Modele portail

Flux schématique des données dans le portail des modèles protéiques. Les méta-informations sur les modèles disponibles, c`est-à-dire la protéine cible, la structure du modèle et l`identité de la séquence, sont extraites de chaque ressource partenaire. La base de données UniProt est utilisée pour générer un système de référence basé sur les sommes de hachage cryptographiques MD5 des séquences primaires complètes. Des indices interrogeables sont générés pour toutes les protéines avec des informations de modèle, permettant des requêtes basées sur le code d`adhésion, la correspondance des fragments de séquence d`acides aminés et les recherches de similarité de séquence. Le portail communique avec toutes les ressources du partenaire et la base de connaissances en génomique structurelle de l`ISP via les services Web.

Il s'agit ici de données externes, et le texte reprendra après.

// src/gps/format.rs
//! Wire formats for outgoing datagrams

use super::{
    data::{GpsReading, Position},
    nmea::{self, ChecksumMode},
};
use crate::error::Result;
use chrono::{DateTime, Local};
use clap::ValueEnum;
use std::fmt;

/// Payload encoding selected on the command line
#[derive(Debug, Clone, Copy, PartialEq, Eq, Default, ValueEnum)]
pub enum DataFormat {
    #[default]
    Json,
    Csv,
    Nmea,
}

impl fmt::Display for DataFormat {
    fn fmt(&self, f: &mut fmt::Formatter<'_>) -> fmt::Result {
        match self {
            DataFormat::Json => write!(f, "json"),
            DataFormat::Csv => write!(f, "csv"),
            DataFormat::Nmea => write!(f, "nmea"),
        }
    }
}

/// Encodes positions into datagram payloads
#[derive(Debug, Clone, Copy, Default)]
pub struct Encoder {
    pub format: DataFormat,
    pub checksum: ChecksumMode,
}

impl Encoder {
    pub fn new(format: DataFormat, checksum: ChecksumMode) -> Self {
        Self { format, checksum }
    }

    pub fn encode(&self, position: &Position, now: &DateTime<Local>) -> Result<Vec<u8>> {
        match self.format {
            DataFormat::Json => encode_json(position, now),
            DataFormat::Csv => Ok(encode_csv(position)),
            DataFormat::Nmea => Ok(encode_nmea(position, now, self.checksum)),
        }
    }
}

/// JSON object with position, local timestamp and constant quality fields
pub fn encode_json(position: &Position, now: &DateTime<Local>) -> Result<Vec<u8>> {
    let reading = GpsReading::from_position(position, now);
    Ok(serde_json::to_vec(&reading)?)
}

/// `lat,lon,alt` with 6/6/2 decimals, no header or newline
pub fn encode_csv(position: &Position) -> Vec<u8> {
    format!(
        "{:.6},{:.6},{:.2}",
        position.latitude, position.longitude, position.altitude
    )
    .into_bytes()
}

pub fn encode_nmea(position: &Position, now: &DateTime<Local>, checksum: ChecksumMode) -> Vec<u8> {
    nmea::format_gpgga(position, now, checksum).into_bytes()
}

#[cfg(test)]
mod tests {
    use super::*;
    use chrono::TimeZone;

    fn now() -> DateTime<Local> {
        Local.with_ymd_and_hms(2024, 6, 1, 8, 0, 5).unwrap()
    }

    #[test]
    fn test_csv_exact_bytes() {
        let bytes = encode_csv(&Position::new(40.7128, -74.006, 10.0));
        assert_eq!(bytes, b"40.712800,-74.006000,10.00");
    }

    #[test]
    fn test_json_decodes_to_sent_values() {
        let position = Position::new(40.71734, -74.00123, 12.3456789);
        let bytes = encode_json(&position, &now()).unwrap();

        let value: serde_json::Value = serde_json::from_slice(&bytes).unwrap();
        let close = |key: &str, expected: f64| {
            let actual = value[key].as_f64().unwrap();
            assert!((actual - expected).abs() < 1e-12, "{} = {}", key, actual);
        };
        close("latitude", 40.71734);
        close("longitude", -74.00123);
        close("altitude", 12.3456789);
        assert_eq!(value["accuracy"].as_f64(), Some(3.5));
        assert_eq!(value["speed"].as_f64(), Some(0.0));
        assert_eq!(value["heading"].as_f64(), Some(0.0));
        assert_eq!(value["timestamp"].as_str(), Some("2024-06-01T08:00:05.000000"));

        let reading: GpsReading = serde_json::from_slice(&bytes).unwrap();
        assert!((reading.latitude - position.latitude).abs() < 1e-12);
    }

    #[test]
    fn test_json_key_order() {
        let bytes = encode_json(&Position::new(1.0, 2.0, 3.0), &now()).unwrap();
        let text = String::from_utf8(bytes).unwrap();

        let keys = ["latitude", "longitude", "altitude", "timestamp", "accuracy", "speed", "heading"];
        let offsets: Vec<usize> = keys
            .iter()
            .map(|k| text.find(&format!("\"{}\"", k)).unwrap())
            .collect();
        assert!(offsets.windows(2).all(|w| w[0] < w[1]));
    }

    #[test]
    fn test_encoder_dispatch() {
        let position = Position::new(40.7128, -74.006, 10.0);

        let csv = Encoder::new(DataFormat::Csv, ChecksumMode::Legacy)
            .encode(&position, &now())
            .unwrap();
        assert_eq!(csv, b"40.712800,-74.006000,10.00");

        let nmea = Encoder::new(DataFormat::Nmea, ChecksumMode::Legacy)
            .encode(&position, &now())
            .unwrap();
        let text = String::from_utf8(nmea).unwrap();
        assert!(text.starts_with("$GPGGA,080005,4042.7680,N,07400.3600,W,"));
        assert!(text.ends_with("*47"));
    }
}
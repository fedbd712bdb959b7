// src/display/terminal.rs
//! Terminal status output for the sender

use super::StatusDisplay;
use crate::{
    config::SenderConfig,
    error::{Result, SenderError},
    gps::DataFormat,
    sender::TickReport,
};
use crossterm::{
    queue,
    style::{Color, Print, ResetColor, SetForegroundColor},
};
use std::io::{self, Stdout, Write};

/// Writes the banner and per-tick lines to any writer (stdout by default)
pub struct TerminalDisplay<W: Write = Stdout> {
    out: W,
}

impl TerminalDisplay<Stdout> {
    pub fn new() -> Self {
        Self { out: io::stdout() }
    }
}

impl Default for TerminalDisplay<Stdout> {
    fn default() -> Self {
        Self::new()
    }
}

impl<W: Write> TerminalDisplay<W> {
    pub fn with_writer(out: W) -> Self {
        Self { out }
    }

    pub fn writer(&self) -> &W {
        &self.out
    }

    fn finish(&mut self) -> Result<()> {
        self.out.flush().map_err(SenderError::Io)
    }
}

impl<W: Write> StatusDisplay for TerminalDisplay<W> {
    fn show_start(&mut self, config: &SenderConfig) -> Result<()> {
        queue!(
            self.out,
            SetForegroundColor(Color::Green),
            Print("Starting GPS UDP sender...\n"),
            ResetColor,
            Print(format!("Target: {}\n", config.target())),
            Print(format!("Format: {}\n", config.format)),
            Print(format!("Interval: {:?}s\n", config.interval)),
            Print(format!("Movement: {}\n", config.movement_mode())),
        )
        .map_err(SenderError::Io)?;

        if config.format == DataFormat::Nmea {
            queue!(
                self.out,
                Print(format!("NMEA checksum: {}\n", config.nmea_checksum))
            )
            .map_err(SenderError::Io)?;
        }

        if let Some(count) = config.count {
            queue!(self.out, Print(format!("Count: {}\n", count))).map_err(SenderError::Io)?;
        }

        queue!(self.out, Print("Press Ctrl+C to stop\n\n")).map_err(SenderError::Io)?;
        self.finish()
    }

    fn show_tick(&mut self, report: &TickReport) -> Result<()> {
        let pos = &report.position;
        queue!(
            self.out,
            SetForegroundColor(Color::Cyan),
            Print(format!("[{}]", report.at.format("%H:%M:%S"))),
            ResetColor,
            Print(format!(
                " Sent: Lat={:.6}, Lon={:.6}, Alt={:.2}m\n",
                pos.latitude, pos.longitude, pos.altitude
            )),
        )
        .map_err(SenderError::Io)?;
        self.finish()
    }

    fn show_stopped(&mut self) -> Result<()> {
        queue!(
            self.out,
            SetForegroundColor(Color::Yellow),
            Print("\nStopping GPS sender...\n"),
            ResetColor
        )
        .map_err(SenderError::Io)?;
        self.finish()
    }

    fn show_error(&mut self, error: &SenderError) -> Result<()> {
        queue!(
            self.out,
            SetForegroundColor(Color::Red),
            Print(format!("Error: {}\n", error)),
            ResetColor
        )
        .map_err(SenderError::Io)?;
        self.finish()
    }
}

Les coordonnées tridimensionnelles d`un modèle, ainsi que les informations d`annotation fonctionnelles d`UniProt et d`InterPro sont récupérées dynamiquement en temps réel lorsque nécessaire pour générer la page Web les portails permettent aux utilisateurs d`accéder à une pléthore d`informations grâce à un haut interface personnalisable. Pour chaque structure déterminée par les centres PSI, des centaines de modèles peuvent être dérivées en utilisant une variété de méthodes établies. Cela a été fait par tous les centres de PSI (CSMP, JCSG, MCSG, NESG, NYSGXRC, JCMM), et par divers groupes de modélisation indépendants (par exemple ModBase, SWISS-MODEL Repository). Le portail de modèle de protéine fournit une interface unique pour interroger simultanément les modèles précalculés existants sur différents sites, donne accès aux services interactifs pour la sélection de modèle, l`alignement de modèle de cible, la construction de modèle, et l`évaluation de qualité. Un «atelier sur les applications des modèles protéiques dans la recherche biomédicale» s`est tenu à San Francisco en juillet 2008, où les modélisateurs de structures protéiques ont exploré comment les modèles sont utilisés dans la recherche biomédicale, et quelles exigences et défis existent pour les différents Applications. Le programme de l`atelier a impliqué une première journée de 16 présentations sur des sujets allant de la couverture de l`espace de la structure des séquences protéiques aux usages de la modélisation en médecine. Le deuxième jour, quatre groupes de discussion indépendants ont abordé les questions ouvertes.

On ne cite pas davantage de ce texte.